Edited by Sebastian Heath
Edited by Sebastian Heath
Introductionroman-amphitheaters is a dataset published in conjunction with figures and discussion that has the goal of facilitating the study of amphitheaters in the Roman world. For the purposes of this project the category 'Roman amphitheater' comprises relatively large and public Roman-period oval buildings with rows of seating arrayed around a similarly oval surface, or arena, on which a variety of entertainments - such as animal hunts, executions, and gladiatorial combat - took place. The most famous example of this building type, and also the largest, is the Flavian Amphitheater, or Colosseum, in Rome. Construction of that edifice began under the emperor Vespasian (d. AD 79) and entered full and regular use during the reign of his son Domitian (d. AD 96). It is important to note that of the three broad categories of activity that took place in amphitheaters, none of them took place only in amphitheaters. Therefore this dataset is not a complete map of any single Roman behavior. While it is the case that amphitheaters are distinctly 'Roman' given that they do not appear outside the territory of the Empire, they cannot be said to be a necessary component of Roman culture given that their distribution is very unequal in the territory that was firmly under imperial control. The publication of this dataset, and of the figures that use it, is intended to explore this tension between amphitheaters as a regular but not necessary or universal feature of Roman presence in the regions that Rome conquered.
The DatasetThe primary version of the data is the geojson file 'roman-amphitheaters.geojson', which can be rendered as a map by a variety of freely-available tools. Other data files are derived from that geojson.

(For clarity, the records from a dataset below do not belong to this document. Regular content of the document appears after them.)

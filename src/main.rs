use std::sync::Arc;
use std::time::Duration;

use anyhow::Context;
use tokio::task::JoinHandle;
use tracing::{error, info};
use tracing_subscriber::EnvFilter;

use orgplane::app::{app, ApiSettings, AppState};
use orgplane::auth::TokenVerifier;
use orgplane::database::bootstrap::{bootstrap, resolve_catalog};
use orgplane::database::{DatabaseManager, PartitionRouter, PgTenantStore};
use orgplane::services::TenantService;

#[tokio::main]
async fn main() -> anyhow::Result<()> {
    // Load .env if present so cargo run picks up DATABASE_URL, JWT_SECRET, etc.
    let _ = dotenvy::dotenv();

    tracing_subscriber::fmt()
        .with_env_filter(EnvFilter::try_from_default_env().unwrap_or_else(|_| EnvFilter::new("info")))
        .init();

    // Initialize configuration (this loads the config singleton)
    let config = orgplane::config::config();
    config.validate().map_err(anyhow::Error::msg).context("invalid configuration")?;
    info!("Starting orgplane in {:?} mode", config.environment);

    let database_url = DatabaseManager::database_url_from_env()?;
    let db = DatabaseManager::connect(&database_url, &config.database)
        .await
        .context("failed to connect to the shared database")?;
    bootstrap(db.main_pool()).await.context("failed to prepare the shared area")?;
    let catalog = resolve_catalog(db.main_pool(), config.tenancy.catalog_path.as_deref())
        .await
        .context("failed to load the plan catalog")?;

    let router = Arc::new(PartitionRouter::new(db.partition_backend()));
    let store = Arc::new(PgTenantStore::new(db.main_pool().clone()));
    let tokens = TokenVerifier::from_config(&config.security)?;
    let state = AppState::new(
        store,
        router.clone(),
        Arc::new(catalog),
        tokens,
        ApiSettings::from_config(config),
    );

    let sweeper = spawn_trial_sweep(state.tenants.clone(), config.tenancy.trial_sweep_interval_secs);

    let bind_addr = format!("0.0.0.0:{}", config.api.port);
    let listener = tokio::net::TcpListener::bind(&bind_addr)
        .await
        .with_context(|| format!("failed to bind {}", bind_addr))?;
    info!("orgplane listening on http://{}", bind_addr);

    axum::serve(listener, app(state, config))
        .with_graceful_shutdown(shutdown_signal())
        .await
        .context("server error")?;

    if let Some(sweeper) = sweeper {
        sweeper.abort();
    }
    router.close_all().await;
    db.close().await;
    info!("orgplane stopped");
    Ok(())
}

/// Periodically move elapsed trials to `EXPIRED`. Disabled when the
/// interval is zero.
fn spawn_trial_sweep(service: Arc<TenantService>, interval_secs: u64) -> Option<JoinHandle<()>> {
    if interval_secs == 0 {
        return None;
    }
    Some(tokio::spawn(async move {
        let mut ticker = tokio::time::interval(Duration::from_secs(interval_secs));
        loop {
            ticker.tick().await;
            match service.expire_trials(chrono::Utc::now()).await {
                Ok(expired) if !expired.is_empty() => info!(count = expired.len(), "Expired trials"),
                Ok(_) => {}
                Err(e) => error!("Trial sweep failed: {}", e),
            }
        }
    }))
}

async fn shutdown_signal() {
    let ctrl_c = async {
        if let Err(e) = tokio::signal::ctrl_c().await {
            error!("Failed to listen for ctrl-c: {}", e);
            std::future::pending::<()>().await;
        }
    };

    #[cfg(unix)]
    let terminate = async {
        match tokio::signal::unix::signal(tokio::signal::unix::SignalKind::terminate()) {
            Ok(mut signal) => {
                signal.recv().await;
            }
            Err(e) => {
                error!("Failed to listen for SIGTERM: {}", e);
                std::future::pending::<()>().await;
            }
        }
    };

    #[cfg(not(unix))]
    let terminate = std::future::pending::<()>();

    tokio::select! {
        _ = ctrl_c => {},
        _ = terminate => {},
    }
    info!("Shutdown signal received");
}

Like much information related to the Roman Empire, and to antiquity more generally, it is unlikely that any single listing of structures can achieve universal recognition as being either complete or finished. While there are over 200 structures that are uncontroversially recognized as within the category, others are not so easily included or rejected. In this dataset, so-called 'Gall-Roman' amphitheaters that combine features of theaters and amphitheaters are, or will be, included. Theaters that were later converted for display of gladiatorial combat are not.
Wikipedia's list of Roman amphitheaters at http://en.wikipedia.org/wiki/List_of_Roman_amphitheatres was an early source for the initial versions of this list. Tom Elliott added data from the Pleiades Project. In summer 2015, D. Bennett added orientation and other data. The full history of edits and contributions are available in the history of this github repository.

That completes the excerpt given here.